*WHAT TO WORK ON*
In full and without changes, output the data.

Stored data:
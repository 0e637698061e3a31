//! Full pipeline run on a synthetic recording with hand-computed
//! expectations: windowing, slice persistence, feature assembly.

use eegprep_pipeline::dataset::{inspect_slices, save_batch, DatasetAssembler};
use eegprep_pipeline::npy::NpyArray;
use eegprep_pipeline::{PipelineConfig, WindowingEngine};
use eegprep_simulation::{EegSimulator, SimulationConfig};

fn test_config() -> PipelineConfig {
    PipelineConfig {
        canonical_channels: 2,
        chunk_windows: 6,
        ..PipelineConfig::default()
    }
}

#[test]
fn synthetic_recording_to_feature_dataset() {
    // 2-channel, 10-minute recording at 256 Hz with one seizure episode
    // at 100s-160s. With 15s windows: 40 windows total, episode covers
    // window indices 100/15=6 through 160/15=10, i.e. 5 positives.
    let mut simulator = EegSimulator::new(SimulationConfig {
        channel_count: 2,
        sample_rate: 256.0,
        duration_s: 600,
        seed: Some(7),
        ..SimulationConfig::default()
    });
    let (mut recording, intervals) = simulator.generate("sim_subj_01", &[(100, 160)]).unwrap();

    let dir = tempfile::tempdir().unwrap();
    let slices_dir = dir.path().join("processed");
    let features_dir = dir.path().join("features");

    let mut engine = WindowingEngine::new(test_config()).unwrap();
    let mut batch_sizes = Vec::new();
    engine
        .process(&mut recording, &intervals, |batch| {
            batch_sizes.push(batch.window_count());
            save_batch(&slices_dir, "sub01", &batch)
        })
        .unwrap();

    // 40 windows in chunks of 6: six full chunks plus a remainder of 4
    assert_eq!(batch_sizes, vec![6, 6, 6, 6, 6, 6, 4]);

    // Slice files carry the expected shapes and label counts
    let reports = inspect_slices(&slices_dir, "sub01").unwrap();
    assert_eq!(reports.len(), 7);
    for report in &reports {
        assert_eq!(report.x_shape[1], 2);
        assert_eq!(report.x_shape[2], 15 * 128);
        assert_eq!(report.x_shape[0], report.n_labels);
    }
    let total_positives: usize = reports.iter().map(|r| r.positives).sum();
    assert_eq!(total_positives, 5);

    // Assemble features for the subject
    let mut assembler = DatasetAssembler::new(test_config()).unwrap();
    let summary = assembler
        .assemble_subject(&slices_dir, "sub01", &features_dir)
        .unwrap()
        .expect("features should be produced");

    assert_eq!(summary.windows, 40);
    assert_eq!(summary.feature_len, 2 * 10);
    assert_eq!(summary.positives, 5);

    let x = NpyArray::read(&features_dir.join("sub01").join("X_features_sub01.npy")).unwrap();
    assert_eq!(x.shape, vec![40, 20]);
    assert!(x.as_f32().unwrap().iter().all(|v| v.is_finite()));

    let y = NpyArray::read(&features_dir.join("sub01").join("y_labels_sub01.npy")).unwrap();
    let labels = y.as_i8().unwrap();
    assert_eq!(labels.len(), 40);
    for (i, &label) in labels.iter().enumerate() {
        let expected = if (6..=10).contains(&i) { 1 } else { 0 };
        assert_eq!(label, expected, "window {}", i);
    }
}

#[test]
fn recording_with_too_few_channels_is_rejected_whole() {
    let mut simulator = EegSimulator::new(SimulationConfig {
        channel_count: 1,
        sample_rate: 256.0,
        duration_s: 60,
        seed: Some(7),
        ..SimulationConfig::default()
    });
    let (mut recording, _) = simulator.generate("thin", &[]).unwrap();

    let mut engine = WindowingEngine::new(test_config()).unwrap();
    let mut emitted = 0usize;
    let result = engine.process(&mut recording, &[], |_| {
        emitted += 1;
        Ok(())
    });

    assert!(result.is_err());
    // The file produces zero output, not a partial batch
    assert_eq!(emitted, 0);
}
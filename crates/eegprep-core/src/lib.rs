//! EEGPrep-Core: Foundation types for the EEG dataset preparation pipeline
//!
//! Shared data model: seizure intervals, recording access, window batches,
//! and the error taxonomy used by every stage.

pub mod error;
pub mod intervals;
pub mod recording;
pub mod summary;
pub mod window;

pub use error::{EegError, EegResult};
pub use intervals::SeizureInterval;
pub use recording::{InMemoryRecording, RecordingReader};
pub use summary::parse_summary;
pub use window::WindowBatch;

*ANSWER AREA*
repository 0e637698061e3a31
//! Full pipeline run on a synthetic recording with hand-computed
//! expectations: windowing, slice persistence, feature assembly.

use eegprep_pipeline::dataset::{inspect_slices, save_batch, DatasetAssembler};
use eegprep_pipeline::npy::NpyArray;
use eegprep_pipeline::{PipelineConfig, WindowingEngine};
use eegprep_simulation::{EegSimulator, SimulationConfig};

fn test_config() -> PipelineConfig {
    PipelineConfig {
        canonical_channels: 2,
        chunk_windows: 6,
        ..PipelineConfig::default()
    }
}

#[test]
fn synthetic_recording_to_feature_dataset() {
    // 2-channel, 10-minute recording at 256 Hz with one seizure episode
    // at 100s-160s. With 15s windows: 40 windows total, episode covers
    // window indices 100/15=6 through 160/15=10, i.e. 5 positives.
    let mut simulator = EegSimulator::new(SimulationConfig {
        channel_count: 2,
        sample_rate: 256.0,
        duration_s: 600,
        seed: Some(7),
        ..SimulationConfig::default()
    });
    let (mut recording, intervals) = simulator.generate("sim_subj_01", &[(100, 160)]).unwrap();

    let dir = tempfile::tempdir().unwrap();
    let slices_dir = dir.path().join("processed");
    let features_dir = dir.path().join("features");

    let mut engine = WindowingEngine::new(test_config()).unwrap();
    let mut batch_sizes = Vec::new();
    engine
        .process(&mut recording, &intervals, |batch| {
            batch_sizes.push(batch.window_count());
            save_batch(&slices_dir, "sub01", &batch)
        })
        .unwrap();

    // 40 windows in chunks of 6: six full chunks plus a remainder of 4
    assert_eq!(batch_sizes, vec![6, 6, 6, 6, 6, 6, 4]);

    // Slice files carry the expected shapes and label counts
    let reports = inspect_slices(&slices_dir, "sub01").unwrap();
    assert_eq!(reports.len(), 7);
    for report in &reports {
        assert_eq!(report.x_shape[1], 2);
        assert_eq!(report.x_shape[2], 15 * 128);
        assert_eq!(report.x_shape[0], report.n_labels);
    }
    let total_positives: usize = reports.iter().map(|r| r.positives).sum();
    assert_eq!(total_positives, 5);

    // Assemble features for the subject
    let mut assembler = DatasetAssembler::new(test_config()).unwrap();
    let summary = assembler
        .assemble_subject(&slices_dir, "sub01", &features_dir)
        .unwrap()
        .expect("features should be produced");

    assert_eq!(summary.windows, 40);
    assert_eq!(summary.feature_len, 2 * 10);
    assert_eq!(summary.positives, 5);

    let x = NpyArray::read(&features_dir.join("sub01").join("X_features_sub01.npy")).unwrap();
    assert_eq!(x.shape, vec![40, 20]);
    assert!(x.as_f32().unwrap().iter().all(|v| v.is_finite()));

    let y = NpyArray::read(&features_dir.join("sub01").join("y_labels_sub01.npy")).unwrap();
    let labels = y.as_i8().unwrap();
    assert_eq!(labels.len(), 40);
    for (i, &label) in labels.iter().enumerate() {
        let expected = if (6..=10).contains(&i) { 1 } else { 0 };
        assert_eq!(label, expected, "window {}", i);
    }
}

#[test]
fn recording_with_too_few_channels_is_rejected_whole() {
    let mut simulator = EegSimulator::new(SimulationConfig {
        channel_count: 1,
        sample_rate: 256.0,
        duration_s: 60,
        seed: Some(7),
        ..SimulationConfig::default()
    });
    let (mut recording, _) = simulator.generate("thin", &[]).unwrap();

    let mut engine = WindowingEngine::new(test_config()).unwrap();
    let mut emitted = 0usize;
    let result = engine.process(&mut recording, &[], |_| {
        emitted += 1;
        Ok(())
    });

    assert!(result.is_err());
    // The file produces zero output, not a partial batch
    assert_eq!(emitted, 0);
}
filename crates/eegprep-core/src/lib.rs
//! EEGPrep-Core: Foundation types for the EEG dataset preparation pipeline
//!
//! Shared data model: seizure intervals, recording access, window batches,
//! and the error taxonomy used by every stage.

pub mod error;
pub mod intervals;
pub mod recording;
pub mod summary;
pub mod window;

pub use error::{EegError, EegResult};
pub use intervals::SeizureInterval;
pub use recording::{InMemoryRecording, RecordingReader};
pub use summary::parse_summary;
pub use window::WindowBatch;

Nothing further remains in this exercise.